Choosing when to roll, at least the way I do spreads, is no different from choosing when to roll short puts or calls. But that's another reason I use the larger spreads - if I go $30 ITM (which I got to when the shares went down briefly to $660 last week or two) then I might not do anything (which is what I did, more or less). It depends on my conviction and what I want to defend against. If that was a 670/690 instead of the 590/690 I had, then it would have been a lot harder to sit on my hands (or roll straight out for time). In fact the straight out roll would have required a net debit, so I'd have need to roll to a 675/695 or 680/700 (worse strike) to get a net credit.

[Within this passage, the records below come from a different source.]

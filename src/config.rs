use config::{Config, ConfigError, Environment, File};
use serde::Deserialize;

use crate::model::SearchMode;
use crate::service::DEFAULT_BASE_URL;

/// Main application configuration structure
#[derive(Debug, Deserialize, Clone, Default)]
pub struct AppConfig {
    /// Remote recipe service settings
    #[serde(default)]
    pub api: ApiConfig,
    /// Where favorites are persisted
    #[serde(default)]
    pub storage: StorageConfig,
    /// Search issued once at startup
    #[serde(default)]
    pub startup: StartupConfig,
}

/// Configuration for the recipe service client
#[derive(Debug, Deserialize, Clone)]
pub struct ApiConfig {
    /// Base URL the endpoint paths are appended to
    #[serde(default = "default_base_url")]
    pub base_url: String,
    /// Request timeout in seconds
    #[serde(default = "default_timeout")]
    pub timeout: u64,
    /// User-Agent header sent with every request
    #[serde(default = "default_user_agent")]
    pub user_agent: String,
}

impl Default for ApiConfig {
    fn default() -> Self {
        Self {
            base_url: default_base_url(),
            timeout: default_timeout(),
            user_agent: default_user_agent(),
        }
    }
}

/// Configuration for the favorites store
#[derive(Debug, Deserialize, Clone)]
pub struct StorageConfig {
    /// Directory holding one JSON file per key
    #[serde(default = "default_storage_dir")]
    pub dir: String,
    /// Key the favorites list is stored under
    #[serde(default = "default_storage_key")]
    pub key: String,
}

impl Default for StorageConfig {
    fn default() -> Self {
        Self {
            dir: default_storage_dir(),
            key: default_storage_key(),
        }
    }
}

#[derive(Debug, Deserialize, Clone)]
pub struct StartupConfig {
    #[serde(default = "default_query")]
    pub default_query: String,
    /// Mode label (`ingredient`, `meal` or `category`)
    #[serde(default = "default_mode")]
    pub default_mode: String,
}

impl Default for StartupConfig {
    fn default() -> Self {
        Self {
            default_query: default_query(),
            default_mode: default_mode(),
        }
    }
}

impl StartupConfig {
    pub fn mode(&self) -> SearchMode {
        SearchMode::from_label(&self.default_mode)
    }
}

// Default value functions
fn default_base_url() -> String {
    DEFAULT_BASE_URL.to_string()
}

fn default_timeout() -> u64 {
    30
}

fn default_user_agent() -> String {
    format!("recipe-finder/{}", env!("CARGO_PKG_VERSION"))
}

fn default_storage_dir() -> String {
    ".recipe-finder".to_string()
}

fn default_storage_key() -> String {
    "favorites".to_string()
}

fn default_query() -> String {
    "chicken".to_string()
}

fn default_mode() -> String {
    "ingredient".to_string()
}

impl AppConfig {
    /// Load configuration from file and environment variables
    ///
    /// Configuration is loaded with the following priority (highest to lowest):
    /// 1. Environment variables with RECIPE_FINDER__ prefix
    /// 2. recipe-finder.toml file in current directory
    /// 3. Default values
    ///
    /// Environment variable format: RECIPE_FINDER__API__BASE_URL
    pub fn load() -> Result<Self, ConfigError> {
        load_config()
    }
}

/// Load configuration from file and environment variables
///
/// See [`AppConfig::load`] for the priority order.
pub fn load_config() -> Result<AppConfig, ConfigError> {
    let settings = Config::builder()
        // Optional config file (can be missing)
        .add_source(File::with_name("recipe-finder").required(false))
        // Use double underscore for nested: RECIPE_FINDER__STORAGE__DIR
        .add_source(
            Environment::with_prefix("RECIPE_FINDER")
                .prefix_separator("__")
                .separator("__")
                .try_parsing(true),
        )
        .build()?;

    settings.try_deserialize()
}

On the smaller spreads I don't have any personal rules for how and when to roll, partly because I had that 1 very bad experience and I'm not seeing any reason to create that possibility again :). No experience to use for finding those rules.


Another point I like to emphasize - I view these vertical spreads as a form of leverage we have available. The example I've been using - a $700 cash secured put will reserve $70k cash (let's assume an IRA - I know that margin accounts will have directionally similar, yet different analyses) for the contract. If I do $100 sized spreads, then I use $10k each, or I can do 7 of these instead of 1 csp. That's 7x leverage! It isn't 7x credit as I'm buying that leverage by way of the insurance part of the spread. But 7 of these might get me 4x the credit relative to the cash secured put.

A specific example - I like the $700 share price as a strong resistance. Let's sell the 600/700 put spread for 9/3 vs the 700 strike put. The 700 strike put is $8.15 (midpoint of b/a) and the 600 strike put is 1.80. In this instance I can use $70k of reserved cash to collect $815 (csp) or 7x (8.15 - 1.80) = $635 * 7 = $4445 (math might be off - approximately correct at least).

While we're at it let's compare these to the 680/700 spread of which we can sell 35!!! ($70k / $2k). The 680 put is at $4.90, so the 680/700 spread has a credit of 8.15 - 4.90 = 3.25. $325 * 35 = $11,375.

Comparing these three positions - I can use a $70k cash reservation for the next week to either earn $815, $4445, or $11,375 (assuming these go to expiration OTM). That's the reward / benefit side.

The risk side is that a full loss needs a share price move to $0, $600, or $680.

This is why I say this is leverage. And at least when I say leverage that's shorthand for "earning or losing money faster". Earning faster is good - losing faster is bad. So like fire - treat it with respect; make sure you have backup plans to handle losing situations, and ideally backups to the backups.

Personally - that insurance put at $680 plus using all of the leverage looks way too dangerous for my taste. And more important - if we're doing these every week for a year, max losses will occur. With the reduced management window, max losses will be more common. The higher credits make the max losses less painful ($59k vs $66k) though...

I've also evolved and decided that a 650/700 ($50 spread size) is also too risky for me for the same reasons. There is more time from max gain to loss, and more effective management window, but we've also been seeing $50 daily share price moves within this year. They're becoming increasingly rare but still, I'm looking for income, and an important characteristic of income is low volatility and regular results.

Actually - that $4.4k outcome using $70k backing is over 5% on the position; 2 of these ($140k backing) per week nearly accomplishes my own income objective ($10k/week) - and without selling any calls which I also do. So I don't -need- to be any more aggressive (use more leverage). This is where having your own target comes in - somewhere soon after objective is accomplished, all of my incremental thinking and resources goes into lowering risk.

With extra resources one of the first things I do is put on more contracts and go further OTM at the start of the position.